Lipid raft-specific imaging and dynamic tracking of MUC1 on live cells. (A) Schematic illustration of the fishing probe (FAM-H-Q) design and the lipid raft fishing (LRF) strategy for imaging of raft-specific MUC1. (B) In vitro demonstration of the hybridization of the fishing probe H with the LR-ID (strand S) sequence using native PAGE. (C and D) CLSM imaging of raft-specific MUC1. (C) CLSM images of MCF-7 cells after different treatment combinations. (D) FI from C. (E and F) Demonstration of the raft specificity. (E) CLSM images of the fishing signal on MCF-7 cells with and without 7KC or PPMP pretreatment. (F) FI from E. (G) Demonstration of the target specificity. After patching and coding lipid rafts of MCF-7 or A549 cells with L1 and L2 and then T4, FAM-H-Q was added to the cells, followed by CLSM imaging. (H and I) Dynamic tracking of raft-specific MUC1 upon PMA treatment. (H) CLSM images of raft-specific MUC1 after PMA treatment for different periods of time. (I) FI from H. Images and blots are representative of three individual experiments. Scale bars: 10 μm. FI was quantified by averaging pixel readout over 30 cell contours, in triplicate. Data are presented as mean ± SD. p values were obtained with one-way analysis of variance (ANOVA) followed by Tukey’s multiple comparisons test. ** p < 0.01, *** p < 0.001, NS not significant.

Figure 5

Lipid raft-localized universal imaging platform. (A) Schematic illustration of the lipid raft universal fishing strategy using raft-specific Sia as the model target. (B and C) In vitro demonstration of the hybridization between the fishing probe H and Tag sequence (T) in the presence of LR-ID (strand S) using (B) native PAGE and (C) fluorescence analysis (FAM-H-Q was used instead).

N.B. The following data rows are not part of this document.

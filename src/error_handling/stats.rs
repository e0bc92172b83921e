//! Submission statistics tracking.
//!
//! Thread-safe counters for errors, warnings, and informational events
//! during a session, iterable for the end-of-run summary.

use std::collections::HashMap;
use std::sync::atomic::{AtomicUsize, Ordering};
use strum::IntoEnumIterator;

use super::types::{ErrorType, InfoType, WarningType};

/// Thread-safe submission statistics tracker.
///
/// All counter types are initialized to zero on creation; the struct can be
/// shared across tasks behind an `Arc`.
pub struct SubmissionStats {
    errors: HashMap<ErrorType, AtomicUsize>,
    warnings: HashMap<WarningType, AtomicUsize>,
    info: HashMap<InfoType, AtomicUsize>,
}

impl Default for SubmissionStats {
    fn default() -> Self {
        Self::new()
    }
}

impl SubmissionStats {
    /// Creates a tracker with every counter initialized to zero.
    pub fn new() -> Self {
        let mut errors = HashMap::new();
        for error in ErrorType::iter() {
            errors.insert(error, AtomicUsize::new(0));
        }

        let mut warnings = HashMap::new();
        for warning in WarningType::iter() {
            warnings.insert(warning, AtomicUsize::new(0));
        }

        let mut info = HashMap::new();
        for info_type in InfoType::iter() {
            info.insert(info_type, AtomicUsize::new(0));
        }

        SubmissionStats {
            errors,
            warnings,
            info,
        }
    }

    /// Increments an error counter.
    pub fn increment_error(&self, error: ErrorType) {
        if let Some(counter) = self.errors.get(&error) {
            counter.fetch_add(1, Ordering::Relaxed);
        }
    }

    /// Increments a warning counter.
    pub fn increment_warning(&self, warning: WarningType) {
        if let Some(counter) = self.warnings.get(&warning) {
            counter.fetch_add(1, Ordering::Relaxed);
        }
    }

    /// Increments an info counter.
    pub fn increment_info(&self, info_type: InfoType) {
        if let Some(counter) = self.info.get(&info_type) {
            counter.fetch_add(1, Ordering::Relaxed);
        }
    }

    /// Current count for an error type.
    pub fn get_error_count(&self, error: ErrorType) -> usize {
        self.errors
            .get(&error)
            .map(|c| c.load(Ordering::SeqCst))
            .unwrap_or(0)
    }

    /// Current count for a warning type.
    pub fn get_warning_count(&self, warning: WarningType) -> usize {
        self.warnings
            .get(&warning)
            .map(|c| c.load(Ordering::SeqCst))
            .unwrap_or(0)
    }

    /// Current count for an info type.
    pub fn get_info_count(&self, info_type: InfoType) -> usize {
        self.info
            .get(&info_type)
            .map(|c| c.load(Ordering::SeqCst))
            .unwrap_or(0)
    }

    /// Total error count across all error types.
    pub fn total_errors(&self) -> usize {
        ErrorType::iter().map(|e| self.get_error_count(e)).sum()
    }

    /// Total warning count across all warning types.
    pub fn total_warnings(&self) -> usize {
        WarningType::iter().map(|w| self.get_warning_count(w)).sum()
    }

    /// Logs a summary of non-zero counters at the end of a run.
    pub fn log_summary(&self) {
        for error in ErrorType::iter() {
            let count = self.get_error_count(error);
            if count > 0 {
                log::warn!("{}: {}", error.as_str(), count);
            }
        }
        for warning in WarningType::iter() {
            let count = self.get_warning_count(warning);
            if count > 0 {
                log::info!("{}: {}", warning.as_str(), count);
            }
        }
    }
}

#[cfg(test)]
mod tests {
    use super::*;

    #[test]
    fn test_stats_start_at_zero() {
        let stats = SubmissionStats::new();
        for error_type in ErrorType::iter() {
            assert_eq!(stats.get_error_count(error_type), 0);
        }
        for warning_type in WarningType::iter() {
            assert_eq!(stats.get_warning_count(warning_type), 0);
        }
        for info_type in InfoType::iter() {
            assert_eq!(stats.get_info_count(info_type), 0);
        }
    }

    #[test]
    fn test_stats_increment_and_totals() {
        let stats = SubmissionStats::new();
        stats.increment_error(ErrorType::StoreConflict);
        stats.increment_error(ErrorType::StoreConflict);
        stats.increment_warning(WarningType::DuplicateRejected);
        stats.increment_info(InfoType::EntryAppended);

        assert_eq!(stats.get_error_count(ErrorType::StoreConflict), 2);
        assert_eq!(stats.total_errors(), 2);
        assert_eq!(stats.total_warnings(), 1);
        assert_eq!(stats.get_info_count(InfoType::EntryAppended), 1);
    }
}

Excitation wavelength: 488 nm. (D and E) Demonstration of specific Tag installation on cell surface Sia. (D) CLSM images of A549 cells after incubation with Ac₄ManNAz, treatment with or without with NEU, and subsequent Tag-FAM-DBCO labeling. Cells incubated with Ac₄ManNAz only were used as control. (E) FI from D. (F and G) CLSM imaging of lipid raft-specific Sia. (F) A549 cells, with and without Sia metabolic labeling, were reacted with Tag-DBCO and subjected to lipid raft probe pair-based patching operation and FAM-H-Q-based fishing operation. (G) FI from F. Scale bars: 10 μm. Data are representative of three individual experiments. FI was quantified by averaging pixel readout over 30 cell contours in triplicate. Data are presented as mean ± SD. Differences between two groups were evaluated by unpaired t-test. Multiple group comparisons were performed by using one-way ANOVA followed by Tukey’s test. *** p < 0.001 and ** p < 0.01 were considered statistically significant.